- TO DO
Stopping right after the line with "pub fn new(kind: UserKind, id: Uuid)", please reproduce the material below exactly from its first line.

- RECORDS SHOWN

○ ○ ○ ○ ○

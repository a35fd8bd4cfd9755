use std::fmt;
use std::str::FromStr;

use chrono::{DateTime, Utc};
use serde::{Deserialize, Serialize};
use uuid::Uuid;

use crate::error::ProtocolError;

/// Which user collection a reference points into.
#[derive(Debug, Clone, Copy, Serialize, Deserialize, PartialEq, Eq, Hash, PartialOrd, Ord)]
#[serde(rename_all = "lowercase")]
pub enum UserKind {
    Reseller,
    Supplier,
}

impl UserKind {
    pub fn as_str(&self) -> &'static str {
        match self {
            UserKind::Reseller => "reseller",
            UserKind::Supplier => "supplier",
        }
    }
}

impl fmt::Display for UserKind {
    fn fmt(&self, f: &mut fmt::Formatter<'_>) -> fmt::Result {
        f.write_str(self.as_str())
    }
}

impl FromStr for UserKind {
    type Err = ProtocolError;

    fn from_str(s: &str) -> Result<Self, Self::Err> {
        match s.to_ascii_lowercase().as_str() {
            "reseller" => Ok(UserKind::Reseller),
            "supplier" => Ok(UserKind::Supplier),
            _ => Err(ProtocolError::UnknownUserKind(s.to_string())),
        }
    }
}

/// A reference to a reseller or a supplier.
///
/// Sender and recipient of a message carry their own kind, so a reseller can
/// message a supplier and vice versa. Serialized as `{"kind", "id"}`; also
/// accepted in the string forms understood by [`FromStr`].
#[derive(Debug, Clone, Copy, Serialize, Deserialize, PartialEq, Eq, Hash, PartialOrd, Ord)]
#[serde(try_from = "UserRefRepr")]
pub struct UserRef {
    pub kind: UserKind,
    pub id: Uuid,
}

impl UserRef {
    pub fn new(kind: UserKind, id: Uuid) -> Self {
        Self { kind, id }
    }

    pub fn reseller(id: Uuid) -> Self {
        Self::new(UserKind::Reseller, id)
    }

    pub fn supplier(id: Uuid) -> Self {
        Self::new(UserKind::Supplier, id)
    }
}

impl fmt::Display for UserRef {
    fn fmt(&self, f: &mut fmt::Formatter<'_>) -> fmt::Result {
        write!(f, "{}:{}", self.kind, self.id)
    }
}

/// Parses `reseller:<uuid>`, `supplier:<uuid>` or a bare `<uuid>`, which
/// names a reseller.
impl FromStr for UserRef {
    type Err = ProtocolError;

    fn from_str(s: &str) -> Result<Self, Self::Err> {
        let s = s.trim();
        let (kind, id) = match s.split_once(':') {
            Some((kind, id)) => (kind.parse()?, id),
            None => (UserKind::Reseller, s),
        };
        let id = Uuid::parse_str(id).map_err(|_| ProtocolError::InvalidUserRef(s.to_string()))?;
        Ok(Self { kind, id })
    }
}

#[derive(Deserialize)]
#[serde(untagged)]
enum UserRefRepr {
    Tagged { kind: UserKind, id: Uuid },
    Text(String),
}

impl TryFrom<UserRefRepr> for UserRef {
    type Error = ProtocolError;

    fn try_from(repr: UserRefRepr) -> Result<Self, Self::Error> {
        match repr {
            UserRefRepr::Tagged { kind, id } => Ok(Self { kind, id }),
            UserRefRepr::Text(s) => s.parse(),
        }
    }
}

#[derive(Debug, Clone, Copy, Serialize, Deserialize, PartialEq, Eq, Hash)]
#[serde(rename_all = "lowercase")]
pub enum MessageType {
    Text,
    File,
}

impl MessageType {
    pub fn as_str(&self) -> &'static str {
        match self {
            MessageType::Text => "text",
            MessageType::File => "file",
        }
    }
}

impl FromStr for MessageType {
    type Err = ProtocolError;

    fn from_str(s: &str) -> Result<Self, Self::Err> {
        match s {
            "text" => Ok(MessageType::Text),
            "file" => Ok(MessageType::File),
            other => Err(ProtocolError::UnknownMessageType(other.to_string())),
        }
    }
}

/// The payload of a message. The variant decides which field is required.
#[derive(Debug, Clone, Serialize, Deserialize, PartialEq, Eq)]
#[serde(tag = "messageType", rename_all = "lowercase")]
pub enum MessageBody {
    Text {
        content: String,
    },
    File {
        #[serde(rename = "fileUrl")]
        file_url: String,
    },
}

impl MessageBody {
    /// Build a body from the loose fields a client sends.
    ///
    /// `content` is required for text messages and `file_url` for file
    /// messages; an empty string counts as missing. The field that does not
    /// belong to the type is ignored.
    pub fn from_parts(
        message_type: MessageType,
        content: Option<String>,
        file_url: Option<String>,
    ) -> Result<Self, ProtocolError> {
        match message_type {
            MessageType::Text => match content {
                Some(content) if !content.is_empty() => Ok(MessageBody::Text { content }),
                _ => Err(ProtocolError::MissingField("content is required for text messages")),
            },
            MessageType::File => match file_url {
                Some(file_url) if !file_url.is_empty() => Ok(MessageBody::File { file_url }),
                _ => Err(ProtocolError::MissingField("fileUrl is required for file messages")),
            },
        }
    }

    pub fn message_type(&self) -> MessageType {
        match self {
            MessageBody::Text { .. } => MessageType::Text,
            MessageBody::File { .. } => MessageType::File,
        }
    }

    pub fn content(&self) -> Option<&str> {
        match self {
            MessageBody::Text { content } => Some(content),
            MessageBody::File { .. } => None,
        }
    }

    pub fn file_url(&self) -> Option<&str> {
        match self {
            MessageBody::Text { .. } => None,
            MessageBody::File { file_url } => Some(file_url),
        }
    }
}

/// Display fields of a user, joined in when a message is read back.
#[derive(Debug, Clone, Serialize, Deserialize, PartialEq, Eq)]
#[serde(rename_all = "camelCase")]
pub struct UserSummary {
    pub kind: UserKind,
    pub id: Uuid,
    pub email: String,
    pub first_name: String,
    pub last_name: String,
    pub company_name: String,
}

impl UserSummary {
    pub fn user_ref(&self) -> UserRef {
        UserRef::new(self.kind, self.id)
    }
}

/// A stored message with sender and recipient resolved to display fields.
#[derive(Debug, Clone, Serialize, Deserialize, PartialEq, Eq)]
#[serde(rename_all = "camelCase")]
pub struct ResolvedMessage {
    pub id: Uuid,
    pub sender: UserSummary,
    /// `None` for channel messages.
    pub recipient: Option<UserSummary>,
    #[serde(flatten)]
    pub body: MessageBody,
    pub timestamp: DateTime<Utc>,
}

/// A resolved channel message as pushed to channel members.
#[derive(Debug, Clone, Serialize, Deserialize, PartialEq, Eq)]
#[serde(rename_all = "camelCase")]
pub struct ChannelMessage {
    #[serde(flatten)]
    pub message: ResolvedMessage,
    pub channel_id: Uuid,
}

○ ○ ○ ○ ○

- RESULT BELOW
repository a35fd8bd4cfd9755
use std::fmt;
use std::str::FromStr;

use chrono::{DateTime, Utc};
use serde::{Deserialize, Serialize};
use uuid::Uuid;

use crate::error::ProtocolError;

/// Which user collection a reference points into.
#[derive(Debug, Clone, Copy, Serialize, Deserialize, PartialEq, Eq, Hash, PartialOrd, Ord)]
#[serde(rename_all = "lowercase")]
pub enum UserKind {
    Reseller,
    Supplier,
}

impl UserKind {
    pub fn as_str(&self) -> &'static str {
        match self {
            UserKind::Reseller => "reseller",
            UserKind::Supplier => "supplier",
        }
    }
}

impl fmt::Display for UserKind {
    fn fmt(&self, f: &mut fmt::Formatter<'_>) -> fmt::Result {
        f.write_str(self.as_str())
    }
}

impl FromStr for UserKind {
    type Err = ProtocolError;

    fn from_str(s: &str) -> Result<Self, Self::Err> {
        match s.to_ascii_lowercase().as_str() {
            "reseller" => Ok(UserKind::Reseller),
            "supplier" => Ok(UserKind::Supplier),
            _ => Err(ProtocolError::UnknownUserKind(s.to_string())),
        }
    }
}

/// A reference to a reseller or a supplier.
///
/// Sender and recipient of a message carry their own kind, so a reseller can
/// message a supplier and vice versa. Serialized as `{"kind", "id"}`; also
/// accepted in the string forms understood by [`FromStr`].
#[derive(Debug, Clone, Copy, Serialize, Deserialize, PartialEq, Eq, Hash, PartialOrd, Ord)]
#[serde(try_from = "UserRefRepr")]
pub struct UserRef {
    pub kind: UserKind,
    pub id: Uuid,
}

impl UserRef {
    pub fn new(kind: UserKind, id: Uuid) -> Self {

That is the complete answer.